Exercise description: Going through the data below, tally every line where the string "logged" occurs, then give only the tally.

[Dataset items]
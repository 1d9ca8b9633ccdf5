//! Integration tests for API-facing behavior.
//!
//! These tests use mock services implementing the service traits, and
//! verify the response envelope, error translation, and serialization
//! guarantees without requiring a database connection.

use async_trait::async_trait;
use axum::http::StatusCode;
use chrono::{NaiveDate, Utc};
use uuid::Uuid;

use employee_api::domain::{Account, Employee, EmployeeResponse, NewEmployee, UpdateEmployee};
use employee_api::errors::{AppError, AppResult};
use employee_api::services::{AuthService, EmployeeService};
use employee_api::types::{ApiResponse, MessageResponse};

// =============================================================================
// Mock Services for Testing
// =============================================================================

/// Mock auth service that returns predefined responses
struct MockAuthService;

#[async_trait]
impl AuthService for MockAuthService {
    async fn register(
        &self,
        username: String,
        email: String,
        _password: String,
    ) -> AppResult<Account> {
        Ok(Account::new(
            Uuid::new_v4(),
            username,
            email,
            "hashed".to_string(),
        ))
    }

    async fn login(&self, username: String, _password: String) -> AppResult<Account> {
        if username == "alice" {
            Ok(Account::new(
                Uuid::new_v4(),
                username,
                "alice@example.com".to_string(),
                "hashed".to_string(),
            ))
        } else {
            Err(AppError::AccountNotFound)
        }
    }
}

fn test_employee(id: Uuid) -> Employee {
    Employee {
        id,
        first_name: "Ada".to_string(),
        last_name: "Lovelace".to_string(),
        email: "ada@example.com".to_string(),
        gender: "Female".to_string(),
        designation: "Engineer".to_string(),
        salary: 90000.0,
        date_of_joining: NaiveDate::from_ymd_opt(2023, 1, 15).unwrap(),
        department: "Engineering".to_string(),
        employee_photo: None,
        created_at: Utc::now(),
        updated_at: Utc::now(),
    }
}

/// Mock employee service for testing
struct MockEmployeeService;

#[async_trait]
impl EmployeeService for MockEmployeeService {
    async fn add_employee(&self, fields: NewEmployee) -> AppResult<Employee> {
        let mut employee = test_employee(Uuid::new_v4());
        employee.first_name = fields.first_name;
        employee.last_name = fields.last_name;
        Ok(employee)
    }

    async fn get_employee(&self, id: Uuid) -> AppResult<Employee> {
        Ok(test_employee(id))
    }

    async fn list_employees(&self) -> AppResult<Vec<Employee>> {
        Ok(vec![
            test_employee(Uuid::new_v4()),
            test_employee(Uuid::new_v4()),
        ])
    }

    async fn search_employees(
        &self,
        _designation: Option<String>,
        _department: Option<String>,
    ) -> AppResult<Vec<Employee>> {
        Ok(vec![test_employee(Uuid::new_v4())])
    }

    async fn update_employee(&self, id: Uuid, changes: UpdateEmployee) -> AppResult<Employee> {
        let mut employee = test_employee(id);
        if let Some(designation) = changes.designation {
            employee.designation = designation;
        }
        Ok(employee)
    }

    async fn delete_employee(&self, _id: Uuid) -> AppResult<()> {
        Ok(())
    }
}

// =============================================================================
// Service Trait Object Tests
// =============================================================================

#[tokio::test]
async fn test_mock_services_through_trait_objects() {
    let auth: Box<dyn AuthService> = Box::new(MockAuthService);
    let employees: Box<dyn EmployeeService> = Box::new(MockEmployeeService);

    let account = auth
        .register(
            "alice".to_string(),
            "alice@example.com".to_string(),
            "Password1!".to_string(),
        )
        .await
        .unwrap();
    assert_eq!(account.username, "alice");

    let unknown = auth
        .login("bob".to_string(), "Password1!".to_string())
        .await;
    assert!(matches!(unknown.unwrap_err(), AppError::AccountNotFound));

    let listed = employees.list_employees().await.unwrap();
    assert_eq!(listed.len(), 2);
}

// =============================================================================
// Response Envelope Tests
// =============================================================================

#[tokio::test]
async fn test_api_response_structure() {
    let response: ApiResponse<String> = ApiResponse::success("test data".to_string());
    assert!(response.success);
    assert!(response.data.is_some());
    assert_eq!(response.data.unwrap(), "test data");
    assert!(response.message.is_none());
}

#[tokio::test]
async fn test_api_response_with_message() {
    let response: ApiResponse<i32> = ApiResponse::with_message(42, "Operation completed");
    assert!(response.success);
    assert_eq!(response.data.unwrap(), 42);
    assert_eq!(response.message.unwrap(), "Operation completed");
}

#[tokio::test]
async fn test_message_only_response() {
    let response: ApiResponse<()> = ApiResponse::message("Success");
    assert!(response.success);
    assert!(response.data.is_none());
    assert_eq!(response.message.unwrap(), "Success");
}

#[tokio::test]
async fn test_confirmation_message_formats() {
    let signup = MessageResponse::new("User created successfully!");
    assert_eq!(signup.message, "User created successfully!");

    let login = MessageResponse::new(format!("User {} logged in successfully!", "alice"));
    assert_eq!(login.message, "User alice logged in successfully!");

    let id = Uuid::nil();
    let deleted = MessageResponse::new(format!("Employee with ID {} deleted successfully!", id));
    assert!(deleted.message.starts_with("Employee with ID "));
    assert!(deleted.message.ends_with(" deleted successfully!"));
}

// =============================================================================
// Error Translation Tests
// =============================================================================

#[tokio::test]
async fn test_error_codes_match_contract() {
    assert_eq!(AppError::AccountNotFound.code(), "USER_NOT_FOUND");
    assert_eq!(AppError::InvalidCredentials.code(), "INCORRECT_PASSWORD");
    assert_eq!(AppError::DuplicateAccount.code(), "USERNAME_EXISTS");
    assert_eq!(AppError::EmployeeNotFound.code(), "EMPLOYEE_NOT_FOUND");
    assert_eq!(
        AppError::validation("x is required").code(),
        "VALIDATION_ERROR"
    );
    assert_eq!(AppError::internal("boom").code(), "INTERNAL_ERROR");
}

#[tokio::test]
async fn test_error_status_codes() {
    assert_eq!(AppError::AccountNotFound.status(), StatusCode::NOT_FOUND);
    assert_eq!(
        AppError::InvalidCredentials.status(),
        StatusCode::UNAUTHORIZED
    );
    assert_eq!(AppError::DuplicateAccount.status(), StatusCode::CONFLICT);
    assert_eq!(AppError::EmployeeNotFound.status(), StatusCode::NOT_FOUND);
    assert_eq!(
        AppError::validation("x is required").status(),
        StatusCode::BAD_REQUEST
    );
    assert_eq!(
        AppError::internal("boom").status(),
        StatusCode::INTERNAL_SERVER_ERROR
    );
}

// =============================================================================
// Serialization Guarantees
// =============================================================================

#[tokio::test]
async fn test_account_serialization_never_exposes_hash() {
    let account = Account::new(
        Uuid::new_v4(),
        "alice".to_string(),
        "alice@example.com".to_string(),
        "$argon2id$v=19$secret".to_string(),
    );

    let value = serde_json::to_value(&account).unwrap();
    assert!(value.get("password_hash").is_none());
    assert_eq!(value.get("username").unwrap(), "alice");
}

#[tokio::test]
async fn test_employee_response_serialization() {
    let employee = test_employee(Uuid::new_v4());
    let response = EmployeeResponse::from(employee);

    let value = serde_json::to_value(&response).unwrap();
    assert_eq!(value.get("first_name").unwrap(), "Ada");
    assert_eq!(value.get("salary").unwrap(), 90000.0);
    assert_eq!(value.get("date_of_joining").unwrap(), "2023-01-15");
    // Absent photo is omitted, not serialized as null
    assert!(value.get("employee_photo").is_none());
}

Response to this task: 2